Não tente viver como um francês em Paris em agosto. Já ao longo do ano essa é uma idéia de turista com complexo de superioridade; no verão, simplesmente não é possível. Faltam as padarias para comprar baguete, faltam cafés para se sentar à calçada e quiosques para brigar por um jornal. Por outro lado, posso deixar, como sugestão ao visitante com gosto por flanar, a idéia de se meter pelas ruas de comércio, desertas e paralisadas. Onde deveria haver velhinhas com carrinhos de feira, só se encontram americanos armados de máquinas fotográficas, japoneses com filmadoras, o de sempre. Perplexos todos, claro, desconfiados talvez de que os locais fugiram de sua chegada.

A cada golpe de vento, balançam os avisos nas vitrines vazias. Foram afixados pelos comerciantes no último dia do expediente, na empolgação de quem vai partir e aproveitar, até que enfim, o calor tão fugaz do continente, longe dessa paisagem ocre da capital. Dizem os papéis, às vezes impressos, às vezes rabiscados à mão, que os estabelecimentos estarão fechados de tal data a tal data, por motivo de descanso anual, como já desconfiávamos nós, os leitores.

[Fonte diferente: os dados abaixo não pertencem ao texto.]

use std::time::Duration;

use alertflow_common::TokenUsage;
use anyhow::Context;
use async_trait::async_trait;
use serde::{Deserialize, Serialize};

use super::{AiProvider, ProviderRequest, ProviderResponse};
use crate::errors::{FailureKind, ProviderError, truncate};

/// Exit code the execution service reports when its own timeout fired.
const REMOTE_TIMEOUT_EXIT: i32 = 124;

/// Request body accepted by the execution service.
#[derive(Debug, Serialize, Deserialize)]
pub struct InvokeBody {
    pub input: String,
    pub timeout: u64,
    pub model: String,
    pub temperature: f32,
    pub top_p: f32,
    pub max_tokens: u32,
}

/// Reply from the execution service.
#[derive(Debug, Serialize, Deserialize)]
pub struct InvokeReply {
    pub success: bool,
    #[serde(default)]
    pub stdout: String,
    #[serde(default)]
    pub stderr: String,
    #[serde(default)]
    pub returncode: i32,
    #[serde(default)]
    pub usage: Option<UsageReply>,
}

#[derive(Debug, Serialize, Deserialize)]
pub struct UsageReply {
    #[serde(default)]
    pub prompt_tokens: u64,
    #[serde(default)]
    pub completion_tokens: u64,
}

/// Remote execution service reached over HTTP.
pub struct HttpProvider {
    client: reqwest::Client,
    base_url: String,
}

impl HttpProvider {
    pub fn new(base_url: &str) -> anyhow::Result<Self> {
        let client = reqwest::Client::builder()
            .user_agent(concat!("alertflow/", env!("CARGO_PKG_VERSION")))
            .build()
            .context("Failed to build HTTP client for AI provider")?;
        Ok(Self {
            client,
            base_url: base_url.trim_end_matches('/').to_string(),
        })
    }

    fn interpret(reply: InvokeReply) -> Result<ProviderResponse, ProviderError> {
        if !reply.success {
            let detail = if reply.stderr.is_empty() {
                format!("exit code {}", reply.returncode)
            } else {
                format!("exit code {}: {}", reply.returncode, truncate(&reply.stderr, 300))
            };
            return Err(if reply.returncode == REMOTE_TIMEOUT_EXIT {
                ProviderError::transient(FailureKind::Timeout, detail)
            } else {
                ProviderError::terminal(FailureKind::InvalidInput, detail)
            });
        }
        if reply.stdout.trim().is_empty() {
            return Err(ProviderError::terminal(
                FailureKind::InvalidResponse,
                "provider returned an empty answer",
            ));
        }
        Ok(ProviderResponse {
            text: reply.stdout,
            token_usage: reply.usage.map(|u| TokenUsage {
                prompt_tokens: u.prompt_tokens,
                completion_tokens: u.completion_tokens,
            }),
        })
    }
}

#[async_trait]
impl AiProvider for HttpProvider {
    fn name(&self) -> &str {
        "http"
    }

    async fn invoke(&self, request: &ProviderRequest) -> Result<ProviderResponse, ProviderError> {
        let body = InvokeBody {
            input: request.prompt.clone(),
            timeout: request.timeout.as_secs().max(1),
            model: request.params.model.clone(),
            temperature: request.params.temperature,
            top_p: request.params.top_p,
            max_tokens: request.params.max_tokens,
        };

        let resp = self
            .client
            .post(format!("{}/", self.base_url))
            .timeout(request.timeout + Duration::from_secs(5))
            .json(&body)
            .send()
            .await
            .map_err(|e| ProviderError::from_reqwest(&e))?;

        let status = resp.status();
        if !status.is_success() {
            let text = resp.text().await.unwrap_or_default();
            return Err(ProviderError::from_status(status.as_u16(), &text));
        }

        let reply: InvokeReply = resp.json().await.map_err(|e| {
            ProviderError::terminal(FailureKind::InvalidResponse, format!("malformed reply: {e}"))
        })?;
        Self::interpret(reply)
    }
}
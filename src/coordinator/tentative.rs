//! Command/compensation pair for tentatively claiming a stage.
//!
//! The coordinator applies a claim before it knows whether the executor can
//! be launched. If launching fails, the compensation restores the previous
//! run and claim under the same lock, so no observer of the record ever sees
//! a claim without a task behind it once the lock is released.

use alertflow_common::{Stage, StageRun};

use super::{ActiveClaim, AlertEntry};

pub(super) struct ClaimCommand {
    pub run: StageRun,
    pub claim: ActiveClaim,
}

#[must_use = "a tentative claim must be kept or reverted"]
pub(super) struct ClaimCompensation {
    stage: Stage,
    previous_run: StageRun,
    previous_claim: Option<ActiveClaim>,
}

impl ClaimCommand {
    pub fn apply(self, entry: &mut AlertEntry) -> ClaimCompensation {
        let stage = self.run.stage;
        let previous_run = entry.record.run(stage);
        let previous_claim = entry.claims.insert(stage, self.claim);
        entry.record.put(self.run);
        ClaimCompensation {
            stage,
            previous_run,
            previous_claim,
        }
    }
}

impl ClaimCompensation {
    /// The claim stays; nothing to undo.
    pub fn commit(self) {}

    /// Undo the claim and return the restored run.
    pub fn revert(self, entry: &mut AlertEntry) -> StageRun {
        entry.claims.remove(&self.stage);
        if let Some(previous) = self.previous_claim {
            entry.claims.insert(self.stage, previous);
        }
        entry.record.put(self.previous_run.clone());
        self.previous_run
    }
}
//! CLI command implementations.
//!
//! | Module   | Commands handled |
//! |----------|------------------|
//! | `serve`  | `Serve`          |
//! | `run`    | `Run`            |
//! | `config` | `Config`         |

pub mod config;
pub mod run;
pub mod serve;

pub use config::cmd_config;
pub use run::{RunArgs, cmd_run};
pub use serve::cmd_serve;
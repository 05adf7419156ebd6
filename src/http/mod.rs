//! REST and WebSocket surface over the engine.

pub mod api;
pub mod server;
pub mod ws;

pub use api::{AppState, SharedState};
pub use server::{build_router, serve};
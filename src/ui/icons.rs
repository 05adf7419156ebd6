//! Shared terminal icons.

use console::Emoji;

pub static CHECK: Emoji<'_, '_> = Emoji("✅ ", "[OK] ");
pub static CROSS: Emoji<'_, '_> = Emoji("❌ ", "[ERR] ");
pub static SKIP: Emoji<'_, '_> = Emoji("⏭️  ", "[SKIP] ");
pub static STALE: Emoji<'_, '_> = Emoji("🕸️  ", "[STALE] ");
pub static SPARKLE: Emoji<'_, '_> = Emoji("✨ ", "* ");
pub static RUNNING: Emoji<'_, '_> = Emoji("▶️ ", "> ");
pub static CLOCK: Emoji<'_, '_> = Emoji("⏱️  ", "");
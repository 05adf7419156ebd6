//! Exponential backoff with jitter for transient backend failures.

use std::time::Duration;

use rand::Rng;

#[derive(Debug, Clone, PartialEq)]
pub struct RetryPolicy {
    /// Total attempts including the first one
    pub max_attempts: u32,
    pub base_delay: Duration,
    pub max_delay: Duration,
    /// Fraction of the computed delay added or removed at random
    pub jitter_ratio: f64,
}

impl Default for RetryPolicy {
    fn default() -> Self {
        Self {
            max_attempts: 3,
            base_delay: Duration::from_millis(500),
            max_delay: Duration::from_secs(10),
            jitter_ratio: 0.2,
        }
    }
}

impl RetryPolicy {
    /// No waiting between attempts.
    pub fn immediate(max_attempts: u32) -> Self {
        Self {
            max_attempts,
            base_delay: Duration::ZERO,
            max_delay: Duration::ZERO,
            jitter_ratio: 0.0,
        }
    }

    pub fn should_retry(&self, attempt: u32) -> bool {
        attempt < self.max_attempts
    }

    /// Delay before the attempt following `attempt` (1-based):
    /// `min(max_delay, base_delay * 2^(attempt-1))`, then jittered.
    pub fn delay_for(&self, attempt: u32) -> Duration {
        let exponent = attempt.saturating_sub(1).min(20);
        let raw = self.base_delay.saturating_mul(1u32 << exponent);
        let capped = raw.min(self.max_delay);

        if self.jitter_ratio.is_nan() || self.jitter_ratio <= 0.0 || capped.is_zero() {
            return capped;
        }
        let spread = rand::rng().random_range(-self.jitter_ratio..=self.jitter_ratio);
        capped.mul_f64((1.0 + spread).max(0.0))
    }
}
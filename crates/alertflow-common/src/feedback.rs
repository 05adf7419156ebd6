use chrono::{DateTime, Utc};
use serde::{Deserialize, Serialize};

use crate::stage::Stage;

/// A reviewer's judgement of a stage output.
#[derive(Debug, Clone, Copy, PartialEq, Eq, Hash, Serialize, Deserialize)]
#[serde(rename_all = "snake_case")]
pub enum Verdict {
    Correct,
    Incorrect,
    Partial,
}

impl Verdict {
    /// Correction signal on the 0-100 confidence scale.
    pub fn score(&self) -> f64 {
        match self {
            Verdict::Correct => 100.0,
            Verdict::Partial => 50.0,
            Verdict::Incorrect => 0.0,
        }
    }

    pub fn as_str(&self) -> &'static str {
        match self {
            Verdict::Correct => "correct",
            Verdict::Incorrect => "incorrect",
            Verdict::Partial => "partial",
        }
    }
}

impl std::fmt::Display for Verdict {
    fn fmt(&self, f: &mut std::fmt::Formatter<'_>) -> std::fmt::Result {
        f.write_str(self.as_str())
    }
}

/// Append-only record of human verification for one stage output.
#[derive(Debug, Clone, PartialEq, Serialize, Deserialize)]
#[serde(rename_all = "camelCase")]
pub struct FeedbackRecord {
    pub alert_id: String,
    pub stage: Stage,
    pub output_ref: String,
    pub verdict: Verdict,
    pub reviewer_id: String,
    #[serde(default)]
    pub notes: String,
    pub submitted_at: DateTime<Utc>,
    /// Confidence after applying every verdict recorded for the same output.
    pub verified_confidence: f64,
}

impl FeedbackRecord {
    pub fn has_notes(&self) -> bool {
        !self.notes.trim().is_empty()
    }
}
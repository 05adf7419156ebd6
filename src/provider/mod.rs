//! AI inference backends.
//!
//! The engine treats the model as a black box: one prompt in, one text
//! answer out. [`HttpProvider`] talks to a remote execution service and
//! [`OfflineProvider`] returns deterministic canned answers.

mod http;
mod offline;

pub use http::{HttpProvider, InvokeBody, InvokeReply};
pub use offline::OfflineProvider;

use std::sync::Arc;
use std::time::Duration;

use alertflow_common::{Stage, TokenUsage};
use anyhow::{Result, bail};
use async_trait::async_trait;
use serde::{Deserialize, Serialize};

use crate::config::{ProviderKind, ProviderSection};
use crate::errors::ProviderError;

/// Sampling parameters forwarded to the model.
#[derive(Debug, Clone, PartialEq, Serialize, Deserialize)]
pub struct ModelParameters {
    pub model: String,
    pub temperature: f32,
    pub top_p: f32,
    pub max_tokens: u32,
}

impl ModelParameters {
    pub fn from_section(section: &ProviderSection) -> Self {
        Self {
            model: section.model.clone(),
            temperature: section.temperature,
            top_p: section.top_p,
            max_tokens: section.max_tokens,
        }
    }
}

impl Default for ModelParameters {
    fn default() -> Self {
        Self::from_section(&ProviderSection::default())
    }
}

/// One model invocation.
#[derive(Debug, Clone)]
pub struct ProviderRequest {
    pub stage: Stage,
    pub prompt: String,
    /// Budget the backend should enforce on its side
    pub timeout: Duration,
    pub params: ModelParameters,
}

#[derive(Debug, Clone, PartialEq)]
pub struct ProviderResponse {
    pub text: String,
    pub token_usage: Option<TokenUsage>,
}

impl ProviderResponse {
    pub fn text(text: impl Into<String>) -> Self {
        Self {
            text: text.into(),
            token_usage: None,
        }
    }
}

/// A remote model that answers prompts.
#[async_trait]
pub trait AiProvider: Send + Sync {
    fn name(&self) -> &str;

    async fn invoke(&self, request: &ProviderRequest) -> Result<ProviderResponse, ProviderError>;
}

/// Build the provider selected by `[provider]`.
pub fn from_config(section: &ProviderSection) -> Result<Arc<dyn AiProvider>> {
    match section.kind {
        ProviderKind::Offline => Ok(Arc::new(OfflineProvider::new())),
        ProviderKind::Http => {
            let Some(base_url) = section.base_url.as_deref() else {
                bail!("provider.kind is \"http\" but provider.base_url is not set");
            };
            Ok(Arc::new(HttpProvider::new(base_url)?))
        }
    }
}

#[cfg(test)]
mod tests {
    use super::*;

    #[test]
    fn test_from_config_requires_base_url_for_http() {
        let section = ProviderSection {
            kind: ProviderKind::Http,
            ..ProviderSection::default()
        };
        assert!(from_config(&section).is_err());
    }

    #[test]
    fn test_from_config_offline() {
        let provider = from_config(&ProviderSection::default()).unwrap();
        assert_eq!(provider.name(), "offline");
    }
}
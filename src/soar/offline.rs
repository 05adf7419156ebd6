use std::time::Duration;

use async_trait::async_trait;

use super::{OrchestrationAction, OrchestrationRequest, OrchestrationResult, SoarClient};
use crate::config::OrchestrationProtocol;
use crate::errors::ProviderError;
use crate::ioc::IocKind;

/// Simulated SOAR platform: plans one containment action per IOC.
pub struct OfflineSoarClient {
    protocol: OrchestrationProtocol,
}

impl OfflineSoarClient {
    pub fn new(protocol: OrchestrationProtocol) -> Self {
        Self { protocol }
    }
}

#[async_trait]
impl SoarClient for OfflineSoarClient {
    fn protocol(&self) -> OrchestrationProtocol {
        self.protocol
    }

    async fn orchestrate(
        &self,
        request: &OrchestrationRequest,
        _timeout: Duration,
    ) -> Result<OrchestrationResult, ProviderError> {
        let actions: Vec<OrchestrationAction> = request
            .iocs
            .iter()
            .map(|ioc| {
                let action = match ioc.kind {
                    IocKind::Ip => "block_ip",
                    IocKind::Domain => "sinkhole_domain",
                    IocKind::Url => "block_url",
                    IocKind::Md5 | IocKind::Sha1 | IocKind::Sha256 => "quarantine_hash",
                };
                OrchestrationAction {
                    action: action.to_string(),
                    target: Some(ioc.value.clone()),
                    status: Some("simulated".to_string()),
                }
            })
            .collect();

        let summary = format!(
            "Simulated {} orchestration for alert {}: {} action(s){}",
            self.protocol,
            request.alert_id,
            actions.len(),
            if request.playbook.is_some() {
                ", immediate playbook attached"
            } else {
                ""
            }
        );

        Ok(OrchestrationResult {
            status: "completed".to_string(),
            playbook_id: Some(format!("offline-{}-{}", self.protocol, request.alert_id)),
            actions,
            summary,
        })
    }
}

#[cfg(test)]
mod tests {
    use super::*;
    use crate::ioc::Ioc;
    use serde_json::json;

    #[tokio::test]
    async fn test_one_action_per_ioc() {
        let client = OfflineSoarClient::new(OrchestrationProtocol::Api);
        let request = OrchestrationRequest {
            alert_id: "A1".into(),
            organization_id: "org".into(),
            alert: json!({}),
            iocs: vec![
                Ioc {
                    value: "1.2.3.4".into(),
                    kind: IocKind::Ip,
                },
                Ioc {
                    value: "evil.ru".into(),
                    kind: IocKind::Domain,
                },
            ],
            playbook: None,
            requested_by: None,
        };
        let result = client
            .orchestrate(&request, Duration::from_secs(1))
            .await
            .unwrap();
        assert_eq!(result.status, "completed");
        assert_eq!(result.actions.len(), 2);
        assert_eq!(result.actions[0].action, "block_ip");
        assert_eq!(result.playbook_id.as_deref(), Some("offline-api-A1"));
    }
}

E eventualmente algum vendedor se lembra de abrir uma concessão à simpatia e deseja "boas férias" a todos. Isto é, aos clientes. Tenho um amigo fotógrafo que planeja lançar um livro só com imagens desses recados. Será mais um belo volume sobre Paris.

A tranqüilidade das ruas vazias é, por momentos, um alívio. Mas não demora para se tornar desoladora, angustiante até. Afetada pela falta de um movimento que costuma ser intenso, minha cabeça acaba entrando numa espiral de cálculos que por pouco não me enlouquece. Para começar, suponho um valor de aluguel, que naturalmente esse é um custo que não deixa de ser imposto só porque é verão. Desconto dele o custo da matéria-prima, mas adiciono novamente a mão-de-obra, paga o ano inteiro, decerto, ainda mais com as férias remuneradas. Subtraio em seguida as contas de luz, gás e água e tento distribuir o restante pelos demais onze meses, para calcular a provisão necessária a essa pequena liberdade. Nem precisaria ter me perdido nos números para entender que existe um impacto sobre o preço ao consumidor.

Especulo sobre a mentalidade empresarial do comerciante de rua francês. Se ele estivesse preocupado em fazer dinheiro, bastaria seguir o exemplo das grandes redes. Contratam-se estudantes durante o verão, de preferência jovens bem apresentáveis que dominem o inglês; vende-se uma enormidade de produtos menos qualificados para os turistas, sempre desesperados por jogar dinheiro fora; aumentam-se os preços, considerado o fator sazonal, e sem titubear, que é a lógica dos negócios. Daí por diante, resta apenas faturar.

Mas a racionalidade econômica passa ainda mais longe desses pequenos estabelecimentos do que o anjo exterminador que avassala o resto do mundo em agosto, o mês do cão. Não vou ser cretino a ponto de associar uma coisa à outra, mas claro está que quem vai ao longe protegido fica. No fundo, é um alento perceber que ainda resta uma categoria no mundo que se permite não pensar como profissional uma vez ou outra. No lugar de encaixar o balanço patrimonial, como mandam os manuais, que tal fechar tudo e ir à praia, para variar? Que se descabelem os supersticiosos, os reformadores do calendário. Aqui, agosto é mês de descanso, não é mês de se expor a desgraças.